First strain of gonnorrhea which is resistant to all antibiotics has been discovered by scientists...
IMHO we are poised to see more and more of this - highly resistant, super-guerilla bacteria and fungi, species crossing , wildly mutating pathogens of all kinds...
So, what can we do/are we doing, as ancestral eaters striving to live an evolutionarily informed way of life?
And how might this help us to quite literally, SURVIVE?
http://www.who.int/mediacentre/factsheets/fs194/en/
http://www.pbs.org/wgbh/evolution/library/10/4/l_104_03.html
http://en.wikipedia.org/wiki/Antibiotic_resistance
EDIT: OK, I have been trying to edit this on and off for about 1.5 hours, but my laptop was having problems...
Although this question was couched in the announcement that we now have an untreatable strain of gonnorrhea, the question is meant to be much larger than that. For instance, STD's/STI's are just one area of infectious disease.
The larger view and question is: As a person who is presumably committed to an ancestral lifestyle, which includes ancestral eating as an important foundation, is there something/anything about this lifestyle that you see as protective relative to the many increasingly threatening and new infectious diseases I'd project are instore for us in the future, as well as, other threats?

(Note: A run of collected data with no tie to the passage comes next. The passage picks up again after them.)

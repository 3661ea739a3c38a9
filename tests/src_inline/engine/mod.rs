use super::*;
use crate::model::filters::{AdjPValueFilter, ConfidenceFilter, PValueFilter};
use crate::model::outcomes::RankStatus;
use crate::pipeline::stage2_ligand::ligand_slice;
use crate::test_support::{fixture_engine, fixture_tables, write_fixture_dir};

fn strict_filters() -> FilterSet {
    FilterSet::new(
        PValueFilter::Below001,
        AdjPValueFilter::Below005,
        ConfidenceFilter::HighHits,
    )
}

#[test]
fn test_engine_is_shareable_across_threads() {
    fn assert_send_sync<T: Send + Sync + Clone>() {}
    assert_send_sync::<ScreeningEngine>();

    let engine = fixture_engine();
    let handles: Vec<_> = ["P11111", "P22222", "P0DUB6"]
        .into_iter()
        .map(|acc| {
            let engine = engine.clone();
            std::thread::spawn(move || {
                engine
                    .drill_down(&Selection::protein(acc))
                    .protein
                    .num_interactions()
            })
        })
        .collect();
    let counts: Vec<usize> = handles.into_iter().map(|h| h.join().unwrap()).collect();
    assert_eq!(counts, vec![4, 1, 0]);
}

#[test]
fn test_sessions_share_one_table_load() {
    let engine = fixture_engine();
    let tables = engine.shared_tables();
    assert!(Arc::ptr_eq(&tables, &engine.shared_tables()));

    let mut config = EngineConfig::default_v1();
    config.top_n = 1;
    let strict = ScreeningEngine::from_shared(Arc::clone(&tables), config);
    assert!(Arc::ptr_eq(&tables, &strict.shared_tables()));

    let handles: Vec<_> = [engine, strict]
        .into_iter()
        .map(|session| {
            std::thread::spawn(move || {
                session
                    .drill_down(&Selection::protein("P11111").with_ligand("C027"))
                    .ligand
                    .is_some_and(|l| l.mutual_top)
            })
        })
        .collect();
    let mutual: Vec<bool> = handles.into_iter().map(|h| h.join().unwrap()).collect();
    assert_eq!(mutual, vec![true, false]);
}

#[test]
fn test_absent_protein_short_circuits() {
    let engine = fixture_engine();
    let drill = engine.drill_down(&Selection::protein("P0DUB6").with_ligand("C027"));
    match &drill.protein {
        ProteinView::NoInteractions {
            accession,
            description,
            num_interactions,
        } => {
            assert_eq!(accession, "P0DUB6");
            assert_eq!(description.as_deref(), Some("Alpha-amylase 1A AMY1A"));
            assert_eq!(*num_interactions, 0);
        }
        ProteinView::Detected(_) => panic!("P0DUB6 has no interactions"),
    }
    assert!(drill.ligand.is_none());
    assert!(drill.gen2.is_none());
    assert!(drill.gen2_ligand.is_none());
}

#[test]
fn test_full_drill_down_with_defaults() {
    let engine = fixture_engine();
    let drill = engine.drill_down(&Selection::protein("P11111"));

    let protein = drill.protein.summary().unwrap();
    assert_eq!(protein.gene_name, "ALPHA");
    assert_eq!(protein.num_interactions, 4);
    assert_eq!(protein.reference_hit_count, 2);
    assert_eq!(protein.best_ligand.as_deref(), Some("C100"));

    // First ligand of the protein view is C100, which is not Gen2-eligible.
    let ligand = drill.ligand.as_ref().unwrap();
    assert_eq!(ligand.frag_id, "C100");
    assert_eq!(ligand.num_detected, 2);
    assert!(drill.gen2.is_none());
    assert!(drill.gen2_ligand.is_none());
}

#[test]
fn test_gen2_unlocks_for_eligible_ligand() {
    let engine = fixture_engine();
    let drill = engine.drill_down(&Selection::protein("P11111").with_ligand("C027"));

    let ligand = drill.ligand.as_ref().unwrap();
    assert_eq!(ligand.selected_rank.rank, Some(2));
    assert!(ligand.mutual_top);

    let panel = drill.gen2.as_ref().unwrap();
    assert_eq!(panel.selection, vec!["G02", "G01", "G04", "G03"]);

    // Gen2 ligand defaults to the head of the selection list.
    let gen2 = drill.gen2_ligand.as_ref().unwrap();
    assert_eq!(gen2.gen2_lig, "G02");
    assert_eq!(gen2.num_competed, 4);
    assert_eq!(gen2.selected_rank.rank, Some(2));
}

#[test]
fn test_gen2_omitted_for_ineligible_ligand() {
    let engine = fixture_engine();
    let drill = engine.drill_down(&Selection::protein("P33333").with_ligand("Z999"));
    assert!(drill.ligand.is_some());
    assert!(drill.gen2.is_none());
    assert!(drill.gen2_ligand.is_none());
}

#[test]
fn test_explicit_gen2_selection() {
    let engine = fixture_engine();
    let drill = engine.drill_down(
        &Selection::protein("P11111")
            .with_ligand("C027")
            .with_gen2_ligand("G01"),
    );
    let gen2 = drill.gen2_ligand.as_ref().unwrap();
    assert_eq!(gen2.gen2_lig, "G01");
    assert_eq!(gen2.num_competed, 1);
    assert_eq!(gen2.selected_rank.rank, Some(1));
}

#[test]
fn test_ligand_counts_ignore_protein_filters() {
    let engine = fixture_engine();
    let drill = engine.drill_down(
        &Selection::protein("P11111")
            .with_filters(strict_filters())
            .with_ligand("C027"),
    );

    let protein = drill.protein.summary().unwrap();
    assert!(!protein.view.filters_cleared);
    assert_eq!(protein.view.len(), 1);

    let tables = fixture_tables();
    let independent = ligand_slice(&tables, "C027").len();
    let ligand = drill.ligand.as_ref().unwrap();
    assert_eq!(ligand.num_detected, independent);
    assert_eq!(ligand.num_detected, 4);
    assert_eq!(ligand.reference_hit_count, 3);
}

#[test]
fn test_unknown_ligand_is_empty_state() {
    let engine = fixture_engine();
    let drill = engine.drill_down(&Selection::protein("P11111").with_ligand("NOPE"));
    let ligand = drill.ligand.as_ref().unwrap();
    assert_eq!(ligand.num_detected, 0);
    assert!(ligand.view.is_empty());
    assert_eq!(ligand.selected_rank.status, RankStatus::EmptyView);
    assert!(!ligand.promiscuity.flagged);
    assert!(!ligand.mutual_top);
}

#[test]
fn test_injected_config_changes_promiscuity() {
    let mut config = EngineConfig::default_v1();
    config.gen1_ligand_total = 10;
    let engine = ScreeningEngine::new(fixture_tables(), config);
    let view = engine.protein_view("P11111", &FilterSet::default());
    let summary = view.summary().unwrap();
    assert_eq!(summary.promiscuity.denominator, 10);
    assert!(summary.promiscuity.flagged);
    assert_eq!(summary.promiscuity.percent(), 20.0);
}

#[test]
fn test_reload_replaces_tables_but_not_snapshots() {
    let dir = tempfile::tempdir().unwrap();
    write_fixture_dir(dir.path());

    let mut engine = fixture_engine();
    let snapshot = engine.clone();
    engine.reload(dir.path()).unwrap();

    assert_eq!(engine.tables().primary.len(), 3);
    assert_eq!(snapshot.tables().primary.len(), 9);
    assert_eq!(
        engine.protein_view("P22222", &FilterSet::NONE).num_interactions(),
        1
    );
}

Here's a part of my answer.I see commiting to a paleo lifestyle as by its very nature fostering a much more intentional way of life. What does intentional mean? It means that we are, in my view, forced to be much more present in the moment to make the choices we have to make in an environment and culture(s) which do not at all naturally support these choices.It means knee jerk responses don't work for this way of life. And thus, I believe this lifestyle fosters a more thoughtful approach to life, all the way around and a striving for a postive balance, between the moment and the future.
Relative to survival, I remember a blogpost, but cannot remember the blog, which took a very hard hitting look at the ability of humans to respond in a disaster situation, such as the many, worldwide that we have seen in just the last year or so. The blogger posed the question and observation that just looking at obesity and morbid obesity in the face of situations such a a tsunami or severe hurricane, we see the cost of these conditions. We see the deadly limited capacity of a morbidly obese parent to swim any distance to save themselves or reach their drowning child. We see persons affected by multiple diseases of civilization who face exacerbation after exacerbation of severe illness, landing them in hospitals, which, more and more are quite the scary breeding grounds and transmission sites for antibiotic resistant infectious diseases.
When we have brains that are not floating in a soup of O-6 and other neolithic agents of disease, beyond the avoidance of specific disease states, I believe that this, combined with the mindfulness of the committment to paleo life, actually has the power to change our brains and thus, on many levels and in many areas, change our choices and behavior. We create new neural pathways. As one of my favorite researcher/clinicans says: Brain develoment is USE DEPENDENT. Like traintracks, we use the neural pathways that are dug in the deepest. I believe that the ulitmate power of paleo is the making of new "tracks" which result in new behaviors and are also created by our repeatedly choosing new behaviors.